When I woke up, he was gone and it was just another Monday. I took a shower, ate breakfast, and put my book bag beside the couch where I would nap until it was time to get on the bus. My three older siblings were starting to get up. I got on the bus with them and slept until we arrived at school. The silent reading time before school gave me the opportunity for my third nap before classes began at 8:15 a.m. Some days I fought the sleep and struggled with terrible headaches and a fogginess floating in my brain. Other days I let it win and spent up to 18 hours a day waffling back and forth between sleep and wakefulness.
This pattern started around age 6, the first year I had to go to school a full day. For 7 years I didn’t have a name for it, but my family and teachers knew there was something wrong. I was a straight-A student that couldn’t stay awake in primary school. Finally, when I was 13 years old I spent the night in a facility where they examined my brain waves while I slept and conducted a “sleep study”. Soon after, I learned the name of my condition, Narcolepsy.
Once I started trying treatments, I was awake more. I could read a book without falling asleep and I absorbed stories of exotic places and fascinating people. I enjoyed playing basketball on Saturdays and took up photography. I loved to write colorful stories and poems, and many of them were inspired by my vivid dreams. One weekend, I spent all my free time writing an essay for seventh grade literature. I was passionate about the subject and felt like it was the best thing I had ever written. However, when I went to class I learned that the assignment didn’t exist. I must have imagined it or had a very realistic dream about it. There were hundreds of other incidences like these. I felt like I was losing touch with reality and that I was living with a pillow case over my head; preventing me from seeing or even thinking clearly. Having a name for the problem wasn’t the end of the battle.

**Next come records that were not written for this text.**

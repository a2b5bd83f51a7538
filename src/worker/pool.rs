//! Fixed-size pool of worker units.
//!
//! Each unit loops: dequeue one message, claim the task (`RUNNING`), run the
//! function registered for its kind, record `SUCCESS` or `FAILURE`, then
//! acknowledge the message. Function faults, including panics, end up as
//! `FAILURE` and never take a unit down.

use std::panic::AssertUnwindSafe;
use std::sync::Arc;
use std::time::Duration;

use futures::FutureExt;
use tokio::sync::watch;
use tokio::task::JoinHandle;
use tracing::{debug, error, info, warn};

use super::function::FunctionCatalog;
use crate::error::{QueueError, RegistryError};
use crate::queue::WorkQueue;
use crate::store::TaskRegistry;
use crate::tasks::{TaskId, TaskMessage, TaskRecord, Transition};

/// Pause after a failed dequeue before trying again.
const DEQUEUE_BACKOFF: Duration = Duration::from_millis(500);

/// Pause before the second attempt at writing a task's outcome.
const OUTCOME_RETRY_DELAY: Duration = Duration::from_millis(100);

/// What a unit did with one message.
#[derive(Debug)]
pub enum Disposition {
    Succeeded,
    Failed(String),
    /// The claim was refused by the registry; nothing was executed.
    Discarded(RegistryError),
}

/// Handle to a running pool.
pub struct WorkerPool {
    shutdown_tx: watch::Sender<bool>,
    joins: Vec<JoinHandle<()>>,
}

impl WorkerPool {
    /// Spawn `size` units sharing the given queue, registry and catalog.
    pub fn spawn(
        size: usize,
        queue: Arc<dyn WorkQueue>,
        registry: Arc<dyn TaskRegistry>,
        catalog: Arc<FunctionCatalog>,
    ) -> Self {
        let (shutdown_tx, shutdown_rx) = watch::channel(false);

        let mut joins = Vec::with_capacity(size);
        for unit in 0..size {
            let queue = Arc::clone(&queue);
            let registry = Arc::clone(&registry);
            let catalog = Arc::clone(&catalog);
            let mut rx = shutdown_rx.clone();

            joins.push(tokio::spawn(async move {
                unit_loop(unit, queue, registry, catalog, &mut rx).await;
            }));
        }

        info!(size, "Worker pool started");
        Self { shutdown_tx, joins }
    }

    pub fn size(&self) -> usize {
        self.joins.len()
    }

    /// Stop taking new messages. In-flight executions run to completion.
    pub fn request_shutdown(&self) {
        // Receivers may already be gone.
        let _ = self.shutdown_tx.send(true);
    }

    /// Shut down and wait for every unit to exit.
    pub async fn shutdown_and_join(self) {
        self.request_shutdown();
        for join in self.joins {
            if let Err(e) = join.await {
                error!(error = %e, "Worker unit ended abnormally");
            }
        }
        info!("Worker pool stopped");
    }
}

async fn unit_loop(
    unit: usize,
    queue: Arc<dyn WorkQueue>,
    registry: Arc<dyn TaskRegistry>,
    catalog: Arc<FunctionCatalog>,
    shutdown_rx: &mut watch::Receiver<bool>,
) {
    debug!(unit, "Worker unit started");
    loop {
        if *shutdown_rx.borrow() {
            break;
        }

        let delivery = tokio::select! {
            changed = shutdown_rx.changed() => {
                // A dropped pool handle also stops the unit.
                if changed.is_err() {
                    break;
                }
                continue;
            }
            delivery = queue.dequeue() => delivery,
        };

        let delivery = match delivery {
            Ok(delivery) => delivery,
            Err(QueueError::Closed) => break,
            Err(e) => {
                warn!(unit, error = %e, "Dequeue failed, backing off");
                tokio::time::sleep(DEQUEUE_BACKOFF).await;
                continue;
            }
        };

        handle_message(registry.as_ref(), &catalog, &delivery.message).await;

        if let Err(e) = queue.ack(&delivery).await {
            error!(
                unit,
                task_id = %delivery.message.task_id,
                receipt = delivery.receipt,
                error = %e,
                "Failed to acknowledge message"
            );
        }
    }
    debug!(unit, "Worker unit stopped");
}

/// Process one message through the lifecycle and report what happened.
pub async fn handle_message(
    registry: &dyn TaskRegistry,
    catalog: &FunctionCatalog,
    message: &TaskMessage,
) -> Disposition {
    let id = message.task_id;
    let kind = message.task_kind.as_str();

    if let Err(e) = registry.transition(id, Transition::Start).await {
        // A refused claim means the message is stale or duplicated, or the
        // record never made it into the registry. Either way it is dropped.
        error!(
            task_id = %id,
            kind,
            error = %e,
            "Registry refused claim; discarding message"
        );
        return Disposition::Discarded(e);
    }
    info!(task_id = %id, kind, "Task started");

    let outcome = match catalog.get(kind) {
        Some(function) => {
            match AssertUnwindSafe(function.call(message.payload.clone()))
                .catch_unwind()
                .await
            {
                Ok(Ok(value)) => Ok(value),
                Ok(Err(failure)) => Err(failure.0),
                Err(cause) => Err(format!("task panicked: {}", panic_message(cause.as_ref()))),
            }
        }
        None => Err(format!("unknown task kind: {kind}")),
    };

    let transition = match outcome {
        Ok(value) => Transition::Succeed(value),
        Err(reason) => Transition::Fail(reason),
    };

    match record_outcome(registry, id, transition).await {
        Ok(record) => match record.error {
            Some(reason) => {
                warn!(task_id = %id, kind, state = %record.state, error = %reason, "Task failed");
                Disposition::Failed(reason)
            }
            None => {
                info!(task_id = %id, kind, state = %record.state, "Task finished");
                Disposition::Succeeded
            }
        },
        Err(e) => {
            error!(
                task_id = %id,
                kind,
                error = %e,
                "Could not record task outcome; task left RUNNING"
            );
            Disposition::Failed(format!("could not record outcome: {e}"))
        }
    }
}

/// Write a terminal transition. A database error is retried once; a result
/// that still cannot be stored is replaced by a failure, so the task does not
/// stay `RUNNING` because its output was unwritable.
async fn record_outcome(
    registry: &dyn TaskRegistry,
    id: TaskId,
    transition: Transition,
) -> Result<TaskRecord, RegistryError> {
    let mut written = registry.transition(id, transition.clone()).await;
    if let Err(RegistryError::Database(e)) = &written {
        warn!(task_id = %id, error = %e, "Retrying task outcome write");
        tokio::time::sleep(OUTCOME_RETRY_DELAY).await;
        written = registry.transition(id, transition.clone()).await;
    }

    match (written, transition) {
        (Err(RegistryError::Database(e)), Transition::Succeed(_)) => {
            warn!(task_id = %id, error = %e, "Result not stored; failing task instead");
            registry
                .transition(id, Transition::Fail(format!("could not record result: {e}")))
                .await
        }
        (written, _) => written,
    }
}

fn panic_message(panic: &(dyn std::any::Any + Send)) -> String {
    if let Some(s) = panic.downcast_ref::<&str>() {
        (*s).to_string()
    } else if let Some(s) = panic.downcast_ref::<String>() {
        s.clone()
    } else {
        "unknown panic".to_string()
    }
}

I carried around notebooks, not for my creative writing, but to take notes on everything that happened. My idea was, if it was in the notebook, it was real. If it wasn’t there, then it didn’t happen. It was a difficult task. When I started rereading my notes I found phrases like, “purple hippopotamus was talking to a unicorn”. I began to realize that my reality may be different than other people’s. I eventually learned that these experiences are Hypnogogic Hallucinations, visual, auditory, or tactile hallucinations upon falling asleep or waking up. So many of my childhood nightmares were explained by this symptom. The men that crawled in my window at night still find me, but I am less terrified since I know the specific times my brain is susceptible to these tricks.
From my teenage years into my early twenties, I was just coping. However, when I was 24, things started to change for me. I had found ways to lift the brain fog and was feeling better than I ever remembered. I decided it was time to travel and explore some of the destinations I had only experienced reading books. I applied to jobs in various countries. I planned to teach English but I had absolutely no certification, just a Bachelor Degree in an unrelated field. It seemed like a long shot but I found the perfect fit.

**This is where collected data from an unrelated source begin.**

//! Persistence layer: the durable task registry and work queue on libSQL.

pub mod inspect;
pub mod libsql_backend;
pub mod libsql_queue;
pub mod migrations;
pub mod traits;

pub use inspect::{Inspection, inspect, stale_cutoff};
pub use libsql_backend::LibSqlBackend;
pub use traits::TaskRegistry;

I moved to the tiny island of Ibiza, Spain to be an assistant teacher in two public primary schools. My scheduled work was just 12 hours a week which left me with 3 day weekends! I quickly fell in love with Spain and continued to travel throughout Europe on holidays. Since then I have visited more than 20 countries. I worked in 2 more Spanish towns before moving my teaching career online. Now, I can go wherever I want, whenever I want and work from home. Sometimes I still have to pinch myself to make sure this isn’t one of my hallucinations.

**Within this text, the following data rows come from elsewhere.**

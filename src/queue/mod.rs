//! Work queue: the handoff channel between the dispatcher and worker units.
//!
//! Every message is delivered to exactly one consumer. Delivery is
//! at-least-once from the runtime's point of view, so consumers must tolerate
//! seeing a message whose task has already moved on.

pub mod memory;

use async_trait::async_trait;

use crate::error::QueueError;
use crate::tasks::TaskMessage;

pub use memory::MemoryQueue;

/// A claimed message. Hand it back to [`WorkQueue::ack`] once processed.
#[derive(Debug, Clone, PartialEq)]
pub struct Delivery {
    /// Backend-specific receipt identifying the claim.
    pub receipt: i64,
    pub message: TaskMessage,
}

#[async_trait]
pub trait WorkQueue: Send + Sync {
    /// Append a message for some worker to pick up.
    async fn enqueue(&self, message: TaskMessage) -> Result<(), QueueError>;

    /// Wait until a message is available and claim it.
    ///
    /// There is no timeout; callers that need to stop waiting race this
    /// against their own shutdown signal.
    async fn dequeue(&self) -> Result<Delivery, QueueError>;

    /// Acknowledge a processed delivery so it is never handed out again.
    async fn ack(&self, delivery: &Delivery) -> Result<(), QueueError>;
}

My key message is that you may be surprised by the wide variety of experiences of people with narcolepsy. A proper diagnosis is an important step, but it’s not the last step. In a way, it is just the beginning, as each person with narcolepsy then begins on a journey of self-acceptance and finding what works best for them. In my case, it hasn’t always been easy, but I am extremely proud of where I am today to be living a fulfilling life with narcolepsy.